Entries supplied:
-------------------------
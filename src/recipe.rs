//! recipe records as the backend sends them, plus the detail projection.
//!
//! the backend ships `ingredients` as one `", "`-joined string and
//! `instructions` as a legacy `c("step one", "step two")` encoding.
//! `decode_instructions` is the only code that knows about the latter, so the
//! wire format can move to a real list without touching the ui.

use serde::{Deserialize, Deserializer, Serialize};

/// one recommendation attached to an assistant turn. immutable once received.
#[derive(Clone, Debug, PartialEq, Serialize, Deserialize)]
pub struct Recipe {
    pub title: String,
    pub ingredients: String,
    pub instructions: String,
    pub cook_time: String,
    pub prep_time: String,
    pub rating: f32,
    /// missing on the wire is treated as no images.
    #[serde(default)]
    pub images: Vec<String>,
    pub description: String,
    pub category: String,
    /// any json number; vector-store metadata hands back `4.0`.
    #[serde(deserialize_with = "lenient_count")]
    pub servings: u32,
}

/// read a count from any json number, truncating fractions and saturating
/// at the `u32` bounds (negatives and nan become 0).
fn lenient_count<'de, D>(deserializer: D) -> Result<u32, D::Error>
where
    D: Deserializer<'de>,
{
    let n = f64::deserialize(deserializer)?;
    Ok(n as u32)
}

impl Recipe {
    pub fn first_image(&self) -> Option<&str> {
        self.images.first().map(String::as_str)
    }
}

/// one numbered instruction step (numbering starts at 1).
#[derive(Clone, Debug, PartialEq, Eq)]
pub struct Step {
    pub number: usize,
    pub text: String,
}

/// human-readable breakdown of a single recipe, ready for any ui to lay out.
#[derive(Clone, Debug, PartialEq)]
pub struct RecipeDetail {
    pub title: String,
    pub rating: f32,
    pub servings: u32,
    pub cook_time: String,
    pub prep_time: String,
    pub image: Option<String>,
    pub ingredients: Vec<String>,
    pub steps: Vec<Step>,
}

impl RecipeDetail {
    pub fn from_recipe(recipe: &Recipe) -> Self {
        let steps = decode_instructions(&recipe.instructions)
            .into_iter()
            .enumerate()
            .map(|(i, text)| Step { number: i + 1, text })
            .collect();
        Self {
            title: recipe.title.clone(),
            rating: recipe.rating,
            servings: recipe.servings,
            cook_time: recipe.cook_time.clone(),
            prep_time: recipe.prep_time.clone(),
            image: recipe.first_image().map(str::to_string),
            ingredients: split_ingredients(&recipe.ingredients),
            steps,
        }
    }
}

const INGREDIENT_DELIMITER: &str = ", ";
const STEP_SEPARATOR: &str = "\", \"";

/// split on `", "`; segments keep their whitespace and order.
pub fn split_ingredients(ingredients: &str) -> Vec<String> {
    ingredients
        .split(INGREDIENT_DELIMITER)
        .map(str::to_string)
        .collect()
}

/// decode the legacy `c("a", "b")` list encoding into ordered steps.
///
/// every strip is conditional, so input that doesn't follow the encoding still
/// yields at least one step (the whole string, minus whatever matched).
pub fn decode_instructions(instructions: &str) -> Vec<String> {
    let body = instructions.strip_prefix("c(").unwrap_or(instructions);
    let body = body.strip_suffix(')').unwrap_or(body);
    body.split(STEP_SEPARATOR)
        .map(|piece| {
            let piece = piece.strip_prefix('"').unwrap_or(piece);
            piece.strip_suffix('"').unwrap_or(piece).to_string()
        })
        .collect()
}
-------------------------
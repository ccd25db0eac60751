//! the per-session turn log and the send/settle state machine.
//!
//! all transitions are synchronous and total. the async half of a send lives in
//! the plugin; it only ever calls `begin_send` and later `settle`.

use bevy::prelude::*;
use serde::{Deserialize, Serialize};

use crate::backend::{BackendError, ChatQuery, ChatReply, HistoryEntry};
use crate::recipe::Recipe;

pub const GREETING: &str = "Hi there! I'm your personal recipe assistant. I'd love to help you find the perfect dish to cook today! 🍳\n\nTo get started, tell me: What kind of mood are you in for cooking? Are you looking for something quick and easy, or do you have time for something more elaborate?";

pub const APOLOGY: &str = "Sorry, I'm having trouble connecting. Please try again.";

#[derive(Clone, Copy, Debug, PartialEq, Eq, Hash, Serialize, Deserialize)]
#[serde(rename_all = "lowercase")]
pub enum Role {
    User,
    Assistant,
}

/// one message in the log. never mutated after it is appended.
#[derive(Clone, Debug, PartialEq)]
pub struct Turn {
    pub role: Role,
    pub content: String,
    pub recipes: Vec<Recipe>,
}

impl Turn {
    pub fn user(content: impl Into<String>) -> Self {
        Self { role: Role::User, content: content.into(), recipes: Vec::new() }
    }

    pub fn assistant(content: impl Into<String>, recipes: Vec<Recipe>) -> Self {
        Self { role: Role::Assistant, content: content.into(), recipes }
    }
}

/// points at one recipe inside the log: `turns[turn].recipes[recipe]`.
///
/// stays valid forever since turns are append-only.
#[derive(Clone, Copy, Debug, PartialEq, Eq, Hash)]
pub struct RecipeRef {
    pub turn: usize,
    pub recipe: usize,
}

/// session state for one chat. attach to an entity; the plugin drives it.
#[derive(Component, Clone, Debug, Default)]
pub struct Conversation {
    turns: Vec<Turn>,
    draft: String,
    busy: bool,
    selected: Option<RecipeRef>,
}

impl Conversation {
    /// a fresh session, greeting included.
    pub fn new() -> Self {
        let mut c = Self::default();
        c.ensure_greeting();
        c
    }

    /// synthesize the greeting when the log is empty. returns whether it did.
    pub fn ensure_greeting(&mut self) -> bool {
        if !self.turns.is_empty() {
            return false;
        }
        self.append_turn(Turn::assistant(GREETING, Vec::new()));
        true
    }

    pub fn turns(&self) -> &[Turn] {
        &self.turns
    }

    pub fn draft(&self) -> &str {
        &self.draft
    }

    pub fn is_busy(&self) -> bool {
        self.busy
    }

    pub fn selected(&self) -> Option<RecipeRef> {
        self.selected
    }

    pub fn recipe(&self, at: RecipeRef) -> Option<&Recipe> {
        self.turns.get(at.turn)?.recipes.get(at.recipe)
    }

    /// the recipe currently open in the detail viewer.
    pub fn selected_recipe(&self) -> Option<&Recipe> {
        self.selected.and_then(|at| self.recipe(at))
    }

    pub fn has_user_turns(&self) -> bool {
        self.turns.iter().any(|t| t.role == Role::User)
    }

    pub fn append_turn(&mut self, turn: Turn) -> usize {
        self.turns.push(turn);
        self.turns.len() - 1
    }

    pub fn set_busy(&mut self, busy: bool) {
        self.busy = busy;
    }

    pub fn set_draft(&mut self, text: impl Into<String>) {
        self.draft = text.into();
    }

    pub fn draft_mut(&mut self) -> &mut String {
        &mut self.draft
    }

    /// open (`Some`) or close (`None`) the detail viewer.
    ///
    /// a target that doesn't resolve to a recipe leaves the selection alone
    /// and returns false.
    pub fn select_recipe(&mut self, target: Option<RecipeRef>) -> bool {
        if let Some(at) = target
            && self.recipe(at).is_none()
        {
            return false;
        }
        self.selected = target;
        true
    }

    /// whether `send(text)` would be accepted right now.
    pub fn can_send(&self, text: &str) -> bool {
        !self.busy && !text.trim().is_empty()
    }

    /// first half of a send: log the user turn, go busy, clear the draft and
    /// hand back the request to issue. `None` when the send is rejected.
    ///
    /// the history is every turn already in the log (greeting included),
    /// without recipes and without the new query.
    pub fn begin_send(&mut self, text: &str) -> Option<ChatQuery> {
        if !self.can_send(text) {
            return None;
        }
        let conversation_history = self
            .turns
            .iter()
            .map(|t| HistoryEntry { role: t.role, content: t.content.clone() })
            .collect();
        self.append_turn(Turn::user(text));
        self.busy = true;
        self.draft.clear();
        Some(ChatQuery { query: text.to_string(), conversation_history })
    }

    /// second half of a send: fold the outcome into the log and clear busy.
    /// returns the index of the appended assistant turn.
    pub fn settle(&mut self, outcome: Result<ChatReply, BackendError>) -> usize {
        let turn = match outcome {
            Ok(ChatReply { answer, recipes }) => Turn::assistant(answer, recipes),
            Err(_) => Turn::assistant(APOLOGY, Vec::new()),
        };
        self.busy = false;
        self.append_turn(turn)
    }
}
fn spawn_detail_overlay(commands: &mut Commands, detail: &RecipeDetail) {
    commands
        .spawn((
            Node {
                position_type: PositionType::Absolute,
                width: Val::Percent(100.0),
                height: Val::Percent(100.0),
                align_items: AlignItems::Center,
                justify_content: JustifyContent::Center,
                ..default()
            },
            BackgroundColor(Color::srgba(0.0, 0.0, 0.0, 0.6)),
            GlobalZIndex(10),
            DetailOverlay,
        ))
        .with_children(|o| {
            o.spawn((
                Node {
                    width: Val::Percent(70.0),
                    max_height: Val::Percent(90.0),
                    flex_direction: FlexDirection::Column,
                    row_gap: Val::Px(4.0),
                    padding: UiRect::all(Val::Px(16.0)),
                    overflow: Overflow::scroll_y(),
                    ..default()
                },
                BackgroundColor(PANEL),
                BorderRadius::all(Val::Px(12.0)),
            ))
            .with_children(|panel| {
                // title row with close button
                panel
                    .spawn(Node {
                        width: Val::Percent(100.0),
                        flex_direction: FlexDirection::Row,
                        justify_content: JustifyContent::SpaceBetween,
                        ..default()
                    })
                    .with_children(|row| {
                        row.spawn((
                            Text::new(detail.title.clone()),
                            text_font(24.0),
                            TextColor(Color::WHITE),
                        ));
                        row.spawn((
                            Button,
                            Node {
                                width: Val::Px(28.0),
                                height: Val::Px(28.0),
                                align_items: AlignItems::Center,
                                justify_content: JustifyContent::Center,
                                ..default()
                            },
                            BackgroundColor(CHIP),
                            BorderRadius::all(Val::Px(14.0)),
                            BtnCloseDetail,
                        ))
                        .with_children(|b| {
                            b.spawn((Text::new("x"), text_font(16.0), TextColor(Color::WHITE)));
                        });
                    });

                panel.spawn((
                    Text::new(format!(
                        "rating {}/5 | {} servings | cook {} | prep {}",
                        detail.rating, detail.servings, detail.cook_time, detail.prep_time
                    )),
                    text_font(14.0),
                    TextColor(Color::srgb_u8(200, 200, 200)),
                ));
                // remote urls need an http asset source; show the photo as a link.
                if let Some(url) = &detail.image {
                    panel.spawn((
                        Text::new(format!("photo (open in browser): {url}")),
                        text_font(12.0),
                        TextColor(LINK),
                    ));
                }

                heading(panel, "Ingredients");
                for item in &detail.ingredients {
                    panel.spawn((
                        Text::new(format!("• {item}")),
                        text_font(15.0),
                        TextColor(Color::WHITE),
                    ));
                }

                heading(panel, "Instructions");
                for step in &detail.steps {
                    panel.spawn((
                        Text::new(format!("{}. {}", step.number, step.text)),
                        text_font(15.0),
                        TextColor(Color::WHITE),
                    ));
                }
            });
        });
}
-------------------------
Required action: The answer should consist of every line from the listing above that includes the word "RecipeRef".

Reply:
pub struct RecipeRef {
    selected: Option<RecipeRef>,
    pub fn selected(&self) -> Option<RecipeRef> {
    pub fn recipe(&self, at: RecipeRef) -> Option<&Recipe> {
    pub fn select_recipe(&mut self, target: Option<RecipeRef>) -> bool {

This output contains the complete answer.